Olan inherited from Lefkowitz a Sunday morning, half-hour radio program on WFAA.[25] Under Olan, the show became a platform for his controversial, liberal views on current events, reaching 200,000 listeners.[26] Through the program, he addressed issues of poverty, civil rights, anti-Semitism, McCarthyism, the Vietnam War, the nuclear arms race, evolution, and the assassination of President Kennedy in Dallas. .[27] He became popularly known as “the conscience of Dallas.”[28]

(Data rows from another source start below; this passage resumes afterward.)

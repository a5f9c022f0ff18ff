//! Pure domain logic for the atelier platform.
//!
//! This crate has no I/O dependencies. It defines the role model, the
//! authorization policy, the request/project state machines, and the
//! validated boundary types shared by the persistence and HTTP layers.

pub mod error;
pub mod policy;
pub mod project_type;
pub mod requirements;
pub mod roles;
pub mod status;
pub mod types;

Olan was one of the few whites who publicly opposed racism in Dallas during the 1950s. Some of his earliest radio broadcasts expressed his shock at segregation, his endorsement of federal public housing for Dallas, and his conviction that racism was against the teachings of the Bible. Olan delivered guest sermons at Good Street Baptist Church, and became a friend and ally to the pastors there. He joined Dallas Citizens for Peaceful Integration, and advocated for school integration when Dallas defied the Supreme Court-mandated desegregation of public schools in 1954. In 1967, he convinced African American leaders to unite behind a single African American school board candidate, who won and served on the board for a decade. Because of these activities, he received hate mail, his house was vandalized, and Temple Emanu-El received a bomb threat.[29]

January 4, 1963: Olan joined the Rev. Dr. Martin Luther King, Jr. at a poll tax rally at the Fair Park Auditorium in Dallas.

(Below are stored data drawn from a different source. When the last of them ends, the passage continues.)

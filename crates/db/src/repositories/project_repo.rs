//! Repository for the `projects` table.
//!
//! Assignment is the only concurrency-sensitive write in the system: it is
//! a single conditional UPDATE whose predicate and write the store
//! evaluates atomically, so exactly one of N concurrent claimants wins and
//! the rest observe zero affected rows. No application-level locking.

use atelier_core::status::ProjectStatus;
use atelier_core::types::DbId;
use sqlx::types::Json;
use sqlx::PgPool;

use crate::models::project::{CreateProject, Project, UpdateProject};
use crate::models::status_update::StatusUpdate;

/// Column list shared across queries to avoid repetition.
const COLUMNS: &str = "id, request_id, client_id, developer_id, title, description, \
                        project_type, status_id, priority, budget_cents, paid_cents, \
                        progress_percent, start_date, estimated_completion_date, \
                        actual_completion_date, tech_stack, repository_url, staging_url, \
                        live_url, internal_notes, requirements, created_at, updated_at";

/// Column list for `status_updates` rows.
const UPDATE_COLUMNS: &str = "id, project_id, old_status_id, new_status_id, progress_percent, \
                               message, client_visible, author_id, created_at";

/// Provides operations for projects.
pub struct ProjectRepo;

impl ProjectRepo {
    /// Insert a project directly (admin path, no originating request).
    /// Starts in `approved` status with progress 0, ready for claiming.
    pub async fn create(pool: &PgPool, input: &CreateProject) -> Result<Project, sqlx::Error> {
        let query = format!(
            "INSERT INTO projects \
                (client_id, title, description, project_type, status_id, priority, \
                 budget_cents, tech_stack, start_date, estimated_completion_date, \
                 internal_notes, requirements) \
             VALUES ($1, $2, $3, $4, $5, $6, $7, $8, $9, $10, $11, $12) \
             RETURNING {COLUMNS}"
        );
        sqlx::query_as::<_, Project>(&query)
            .bind(input.client_id)
            .bind(&input.title)
            .bind(&input.description)
            .bind(&input.project_type)
            .bind(ProjectStatus::Approved.id())
            .bind(input.priority.unwrap_or(0))
            .bind(input.budget_cents)
            .bind(&input.tech_stack)
            .bind(input.start_date)
            .bind(input.estimated_completion_date)
            .bind(&input.internal_notes)
            .bind(Json(&input.requirements))
            .fetch_one(pool)
            .await
    }

    /// Find a project by ID.
    pub async fn find_by_id(pool: &PgPool, id: DbId) -> Result<Option<Project>, sqlx::Error> {
        let query = format!("SELECT {COLUMNS} FROM projects WHERE id = $1");
        sqlx::query_as::<_, Project>(&query)
            .bind(id)
            .fetch_optional(pool)
            .await
    }

    /// The available pool: approved, unassigned projects, oldest first so
    /// long-waiting work surfaces at the top.
    pub async fn list_available(pool: &PgPool) -> Result<Vec<Project>, sqlx::Error> {
        let query = format!(
            "SELECT {COLUMNS} FROM projects \
             WHERE status_id = $1 AND developer_id IS NULL \
             ORDER BY priority DESC, created_at ASC"
        );
        sqlx::query_as::<_, Project>(&query)
            .bind(ProjectStatus::Approved.id())
            .fetch_all(pool)
            .await
    }

    /// List projects assigned to a developer, newest first.
    pub async fn list_by_developer(
        pool: &PgPool,
        developer_id: DbId,
    ) -> Result<Vec<Project>, sqlx::Error> {
        let query = format!(
            "SELECT {COLUMNS} FROM projects WHERE developer_id = $1 ORDER BY created_at DESC"
        );
        sqlx::query_as::<_, Project>(&query)
            .bind(developer_id)
            .fetch_all(pool)
            .await
    }

    /// Update project fields. Only non-`None` fields in `input` are applied.
    ///
    /// Status and progress are deliberately absent: they change only
    /// through [`ProjectRepo::record_status_update`] and
    /// [`ProjectRepo::assign`].
    ///
    /// Returns `None` if no row with the given `id` exists.
    pub async fn update(
        pool: &PgPool,
        id: DbId,
        input: &UpdateProject,
    ) -> Result<Option<Project>, sqlx::Error> {
        let query = format!(
            "UPDATE projects SET \
                title = COALESCE($2, title), \
                description = COALESCE($3, description), \
                priority = COALESCE($4, priority), \
                budget_cents = COALESCE($5, budget_cents), \
                paid_cents = COALESCE($6, paid_cents), \
                start_date = COALESCE($7, start_date), \
                estimated_completion_date = COALESCE($8, estimated_completion_date), \
                actual_completion_date = COALESCE($9, actual_completion_date), \
                tech_stack = COALESCE($10, tech_stack), \
                repository_url = COALESCE($11, repository_url), \
                staging_url = COALESCE($12, staging_url), \
                live_url = COALESCE($13, live_url), \
                internal_notes = COALESCE($14, internal_notes) \
             WHERE id = $1 \
             RETURNING {COLUMNS}"
        );
        sqlx::query_as::<_, Project>(&query)
            .bind(id)
            .bind(&input.title)
            .bind(&input.description)
            .bind(input.priority)
            .bind(input.budget_cents)
            .bind(input.paid_cents)
            .bind(input.start_date)
            .bind(input.estimated_completion_date)
            .bind(input.actual_completion_date)
            .bind(&input.tech_stack)
            .bind(&input.repository_url)
            .bind(&input.staging_url)
            .bind(&input.live_url)
            .bind(&input.internal_notes)
            .fetch_optional(pool)
            .await
    }

    /// Atomically claim an unassigned, approved project for a developer.
    ///
    /// Single conditional UPDATE: the predicate (`approved` and no
    /// developer) and the write are evaluated atomically by the store, so
    /// no further locking is needed. `None` means the project was already
    /// claimed or is not assignable -- a deliberate lost-update rejection,
    /// never retried here.
    pub async fn assign(
        pool: &PgPool,
        project_id: DbId,
        developer_id: DbId,
    ) -> Result<Option<Project>, sqlx::Error> {
        let query = format!(
            "UPDATE projects \
             SET developer_id = $2, status_id = $3 \
             WHERE id = $1 AND status_id = $4 AND developer_id IS NULL \
             RETURNING {COLUMNS}"
        );
        sqlx::query_as::<_, Project>(&query)
            .bind(project_id)
            .bind(developer_id)
            .bind(ProjectStatus::InProgress.id())
            .bind(ProjectStatus::Approved.id())
            .fetch_optional(pool)
            .await
    }

    /// Record a status transition: append the audit row and update the
    /// project's status/progress as one transaction.
    ///
    /// The project UPDATE is guarded on `status_id = old`, which both
    /// serializes concurrent transitions (one winner, losers get `None`)
    /// and guarantees the appended `StatusUpdate` captures the true prior
    /// status. Readers never observe one write without the other.
    pub async fn record_status_update(
        pool: &PgPool,
        project_id: DbId,
        old: ProjectStatus,
        new: ProjectStatus,
        progress_percent: i32,
        message: &str,
        client_visible: bool,
        author_id: DbId,
    ) -> Result<Option<(Project, StatusUpdate)>, sqlx::Error> {
        let mut tx = pool.begin().await?;

        let update = format!(
            "UPDATE projects \
             SET status_id = $2, progress_percent = $3 \
             WHERE id = $1 AND status_id = $4 \
             RETURNING {COLUMNS}"
        );
        let project = sqlx::query_as::<_, Project>(&update)
            .bind(project_id)
            .bind(new.id())
            .bind(progress_percent)
            .bind(old.id())
            .fetch_optional(&mut *tx)
            .await?;

        let Some(project) = project else {
            tx.rollback().await?;
            return Ok(None);
        };

        let insert = format!(
            "INSERT INTO status_updates \
                (project_id, old_status_id, new_status_id, progress_percent, message, \
                 client_visible, author_id) \
             VALUES ($1, $2, $3, $4, $5, $6, $7) \
             RETURNING {UPDATE_COLUMNS}"
        );
        let entry = sqlx::query_as::<_, StatusUpdate>(&insert)
            .bind(project_id)
            .bind(old.id())
            .bind(new.id())
            .bind(progress_percent)
            .bind(message)
            .bind(client_visible)
            .bind(author_id)
            .fetch_one(&mut *tx)
            .await?;

        tx.commit().await?;
        Ok(Some((project, entry)))
    }
}
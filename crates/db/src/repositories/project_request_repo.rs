//! Repository for the `project_requests` table.
//!
//! Status transitions are conditional UPDATEs guarded on the expected
//! current status, so concurrent admin actions resolve to exactly one
//! winner; a `None` return means the guard failed and the caller should
//! surface a conflict.

use atelier_core::status::{ProjectStatus, RequestStatus};
use atelier_core::types::DbId;
use sqlx::types::Json;
use sqlx::PgPool;

use crate::models::project::Project;
use crate::models::project_request::{
    ApprovalOverrides, ProjectRequest, SubmitProjectRequest, UpdateProjectRequest,
};

/// Column list shared across queries to avoid repetition.
const COLUMNS: &str = "id, client_id, title, description, project_type, budget_cents, \
                        timeline, requirements, status_id, reviewer_id, reviewed_at, \
                        created_at, updated_at";

/// Column list for the project row created at approval.
const PROJECT_COLUMNS: &str = "id, request_id, client_id, developer_id, title, description, \
                                project_type, status_id, priority, budget_cents, paid_cents, \
                                progress_percent, start_date, estimated_completion_date, \
                                actual_completion_date, tech_stack, repository_url, staging_url, \
                                live_url, internal_notes, requirements, created_at, updated_at";

/// Provides operations for project requests.
pub struct ProjectRequestRepo;

impl ProjectRequestRepo {
    /// Insert a new request in `requested` status, returning the created row.
    pub async fn submit(
        pool: &PgPool,
        client_id: DbId,
        input: &SubmitProjectRequest,
    ) -> Result<ProjectRequest, sqlx::Error> {
        let query = format!(
            "INSERT INTO project_requests \
                (client_id, title, description, project_type, budget_cents, timeline, requirements, status_id) \
             VALUES ($1, $2, $3, $4, $5, $6, $7, $8) \
             RETURNING {COLUMNS}"
        );
        sqlx::query_as::<_, ProjectRequest>(&query)
            .bind(client_id)
            .bind(&input.title)
            .bind(&input.description)
            .bind(&input.project_type)
            .bind(input.budget_cents)
            .bind(&input.timeline)
            .bind(Json(&input.requirements))
            .bind(RequestStatus::Requested.id())
            .fetch_one(pool)
            .await
    }

    /// Find a request by ID.
    pub async fn find_by_id(
        pool: &PgPool,
        id: DbId,
    ) -> Result<Option<ProjectRequest>, sqlx::Error> {
        let query = format!("SELECT {COLUMNS} FROM project_requests WHERE id = $1");
        sqlx::query_as::<_, ProjectRequest>(&query)
            .bind(id)
            .fetch_optional(pool)
            .await
    }

    /// List a client's own requests, newest first.
    pub async fn list_by_client(
        pool: &PgPool,
        client_id: DbId,
    ) -> Result<Vec<ProjectRequest>, sqlx::Error> {
        let query = format!(
            "SELECT {COLUMNS} FROM project_requests WHERE client_id = $1 ORDER BY created_at DESC"
        );
        sqlx::query_as::<_, ProjectRequest>(&query)
            .bind(client_id)
            .fetch_all(pool)
            .await
    }

    /// List all requests, newest first. Admin triage view.
    pub async fn list_all(pool: &PgPool) -> Result<Vec<ProjectRequest>, sqlx::Error> {
        let query = format!("SELECT {COLUMNS} FROM project_requests ORDER BY created_at DESC");
        sqlx::query_as::<_, ProjectRequest>(&query)
            .fetch_all(pool)
            .await
    }

    /// Update request fields. Only non-`None` fields in `input` are applied.
    ///
    /// Returns `None` if no row with the given `id` exists. The caller has
    /// already checked editability via the policy.
    pub async fn update_fields(
        pool: &PgPool,
        id: DbId,
        input: &UpdateProjectRequest,
    ) -> Result<Option<ProjectRequest>, sqlx::Error> {
        let query = format!(
            "UPDATE project_requests SET \
                title = COALESCE($2, title), \
                description = COALESCE($3, description), \
                project_type = COALESCE($4, project_type), \
                budget_cents = COALESCE($5, budget_cents), \
                timeline = COALESCE($6, timeline), \
                requirements = COALESCE($7, requirements) \
             WHERE id = $1 \
             RETURNING {COLUMNS}"
        );
        sqlx::query_as::<_, ProjectRequest>(&query)
            .bind(id)
            .bind(&input.title)
            .bind(&input.description)
            .bind(&input.project_type)
            .bind(input.budget_cents)
            .bind(&input.timeline)
            .bind(input.requirements.as_ref().map(Json))
            .fetch_optional(pool)
            .await
    }

    /// Transition a request from `from` to `to`, stamping the reviewer.
    ///
    /// The UPDATE is guarded on `status_id = from`; `None` means another
    /// actor moved the request first (or the id does not exist) and the
    /// caller should re-fetch.
    pub async fn set_status(
        pool: &PgPool,
        id: DbId,
        from: RequestStatus,
        to: RequestStatus,
        reviewer_id: DbId,
    ) -> Result<Option<ProjectRequest>, sqlx::Error> {
        let query = format!(
            "UPDATE project_requests \
             SET status_id = $2, reviewer_id = $3, reviewed_at = NOW() \
             WHERE id = $1 AND status_id = $4 \
             RETURNING {COLUMNS}"
        );
        sqlx::query_as::<_, ProjectRequest>(&query)
            .bind(id)
            .bind(to.id())
            .bind(reviewer_id)
            .bind(from.id())
            .fetch_optional(pool)
            .await
    }

    /// Approve a request and create its project as one atomic unit.
    ///
    /// Inside a single transaction:
    /// 1. conditionally mark the request `approved`, guarded on
    ///    `status_id = in_review` -- zero rows means another admin already
    ///    acted, and the whole operation aborts with `Ok(None)`;
    /// 2. insert the project, copying the request's client, title,
    ///    description, type and requirements, applying admin overrides.
    ///
    /// A failure in step 2 rolls back step 1, so an `approved` request
    /// without a project can never be observed.
    pub async fn approve_into_project(
        pool: &PgPool,
        request_id: DbId,
        reviewer_id: DbId,
        overrides: &ApprovalOverrides,
    ) -> Result<Option<Project>, sqlx::Error> {
        let mut tx = pool.begin().await?;

        let guard = format!(
            "UPDATE project_requests \
             SET status_id = $2, reviewer_id = $3, reviewed_at = NOW() \
             WHERE id = $1 AND status_id = $4 \
             RETURNING {COLUMNS}"
        );
        let request = sqlx::query_as::<_, ProjectRequest>(&guard)
            .bind(request_id)
            .bind(RequestStatus::Approved.id())
            .bind(reviewer_id)
            .bind(RequestStatus::InReview.id())
            .fetch_optional(&mut *tx)
            .await?;

        let Some(request) = request else {
            tx.rollback().await?;
            return Ok(None);
        };

        let insert = format!(
            "INSERT INTO projects \
                (request_id, client_id, title, description, project_type, status_id, \
                 priority, budget_cents, tech_stack, start_date, estimated_completion_date, \
                 internal_notes, requirements) \
             VALUES ($1, $2, $3, $4, $5, $6, $7, $8, $9, $10, $11, $12, $13) \
             RETURNING {PROJECT_COLUMNS}"
        );
        let project = sqlx::query_as::<_, Project>(&insert)
            .bind(request.id)
            .bind(request.client_id)
            .bind(&request.title)
            .bind(&request.description)
            .bind(&request.project_type)
            .bind(ProjectStatus::Approved.id())
            .bind(overrides.priority.unwrap_or(0))
            .bind(overrides.budget_cents.or(request.budget_cents))
            .bind(&overrides.tech_stack)
            .bind(overrides.start_date)
            .bind(overrides.estimated_completion_date)
            .bind(&overrides.internal_notes)
            .bind(&request.requirements)
            .fetch_one(&mut *tx)
            .await?;

        tx.commit().await?;
        Ok(Some(project))
    }
}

Olan was also one of the few white members of the Dallas County United Poll Tax Committee, which opposed the $1.75 poll tax as a vestige of post-Reconstruction Era racism. On January 4, 1963, Olan joined the Rev. Dr. Martin Luther King, Jr. at a poll tax rally at the Fair Park Auditorium.[30]

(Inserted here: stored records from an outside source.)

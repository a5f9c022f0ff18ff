//! Dashboard aggregation queries.
//!
//! Composes a principal's visible requests/projects and summary counters.
//! Project visibility here is ownership + collaboration only; the
//! developer-facing pool and assignment lists come from `ProjectRepo` and
//! are attached by the HTTP layer after its role check.

use atelier_core::policy::CollaboratorRole;
use atelier_core::status::{ProjectStatus, RequestStatus, ACTIVE_PROJECT_STATUSES};
use atelier_core::types::DbId;
use sqlx::{FromRow, PgPool};

use crate::models::dashboard::{DashboardProject, ProjectSummary};
use crate::models::project::Project;

/// Prefixed project column list for joined queries.
const PROJECT_COLUMNS: &str = "p.id, p.request_id, p.client_id, p.developer_id, p.title, \
                                p.description, p.project_type, p.status_id, p.priority, \
                                p.budget_cents, p.paid_cents, p.progress_percent, p.start_date, \
                                p.estimated_completion_date, p.actual_completion_date, \
                                p.tech_stack, p.repository_url, p.staging_url, p.live_url, \
                                p.internal_notes, p.requirements, p.created_at, p.updated_at";

/// A collaborated project row carrying the grant's role.
#[derive(Debug, FromRow)]
struct CollaboratedRow {
    collaborator_role_id: i16,
    #[sqlx(flatten)]
    project: Project,
}

/// Provides dashboard aggregation reads.
pub struct DashboardRepo;

impl DashboardRepo {
    /// Summary counters for one user: owned-or-collaborated projects
    /// (distinct) and owned requests.
    pub async fn summary(pool: &PgPool, user_id: DbId) -> Result<ProjectSummary, sqlx::Error> {
        let requested = RequestStatus::Requested.id();
        let in_review = RequestStatus::InReview.id();
        let completed = ProjectStatus::Completed.id();
        let active = ACTIVE_PROJECT_STATUSES
            .iter()
            .map(|s| s.id().to_string())
            .collect::<Vec<_>>()
            .join(", ");

        let query = format!(
            "WITH visible AS ( \
                SELECT DISTINCT p.id, p.status_id FROM projects p \
                LEFT JOIN project_collaborators c \
                    ON c.project_id = p.id AND c.user_id = $1 \
                WHERE p.client_id = $1 OR c.user_id IS NOT NULL \
             ) \
             SELECT \
                (SELECT COUNT(*) FROM visible) AS total_projects, \
                (SELECT COUNT(*) FROM visible \
                    WHERE status_id IN ({active})) AS active_projects, \
                (SELECT COUNT(*) FROM visible WHERE status_id = {completed}) AS completed_projects, \
                COUNT(*) AS total_requests, \
                COUNT(*) FILTER (WHERE status_id = {requested}) AS pending_requests, \
                COUNT(*) FILTER (WHERE status_id = {in_review}) AS in_review_requests \
             FROM project_requests WHERE client_id = $1"
        );
        sqlx::query_as::<_, ProjectSummary>(&query)
            .bind(user_id)
            .fetch_one(pool)
            .await
    }

    /// Owned-or-collaborated projects, deduplicated by highest-ranked
    /// relationship (client outranks any collaborator grant; a user holds
    /// at most one grant per project), newest first.
    pub async fn owned_or_collaborated(
        pool: &PgPool,
        user_id: DbId,
    ) -> Result<Vec<DashboardProject>, sqlx::Error> {
        let owned_query = format!(
            "SELECT {PROJECT_COLUMNS} FROM projects p WHERE p.client_id = $1"
        );
        let owned = sqlx::query_as::<_, Project>(&owned_query)
            .bind(user_id)
            .fetch_all(pool)
            .await?;

        let collab_query = format!(
            "SELECT c.role_id AS collaborator_role_id, {PROJECT_COLUMNS} \
             FROM projects p \
             JOIN project_collaborators c ON c.project_id = p.id \
             WHERE c.user_id = $1"
        );
        let collaborated = sqlx::query_as::<_, CollaboratedRow>(&collab_query)
            .bind(user_id)
            .fetch_all(pool)
            .await?;

        let mut entries: Vec<DashboardProject> = owned
            .into_iter()
            .map(|project| DashboardProject {
                relationship: "client",
                project,
            })
            .collect();

        for row in collaborated {
            // Ownership outranks the grant; skip duplicates.
            if row.project.client_id == user_id {
                continue;
            }
            let relationship = CollaboratorRole::from_id(row.collaborator_role_id)
                .map(CollaboratorRole::as_str)
                .unwrap_or("viewer");
            entries.push(DashboardProject {
                relationship,
                project: row.project,
            });
        }

        entries.sort_by(|a, b| b.project.created_at.cmp(&a.project.created_at));
        Ok(entries)
    }
}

Olan also spoke out against the Red Scare. He was one of the only members of the Southern Methodist University and Dallas communities to publicly criticize SMU English Department chair John O. Beaty when he published the anti-communist, anti-Semitic The Iron Curtain Over America in 1951. The administration of university president Umphrey Lee refused to rebuke Beaty. Gradually, however, a movement against Beaty grew, until, in 1954, the faculty condemned him, a new university president confronted him, and his political activities waned.[31]

Olan was a charter member of the Dallas branch of the ACLU. He fought against a campaign to ban suspected communist artists’ works from the Dallas Museum of Art—a campaign that succeeded for an eight-month period in 1955. As a founding member of the Friends of the Dallas Public Library, he fought for the library to go ahead with plans to place an abstract sculpture in the lobby of its new building in 1955 despite public suspicion of the sculpture’s artistic and political meaning. He even fought for the name “Friends of the Dallas Public Library” against a member who accused it of sounding too communist.[32]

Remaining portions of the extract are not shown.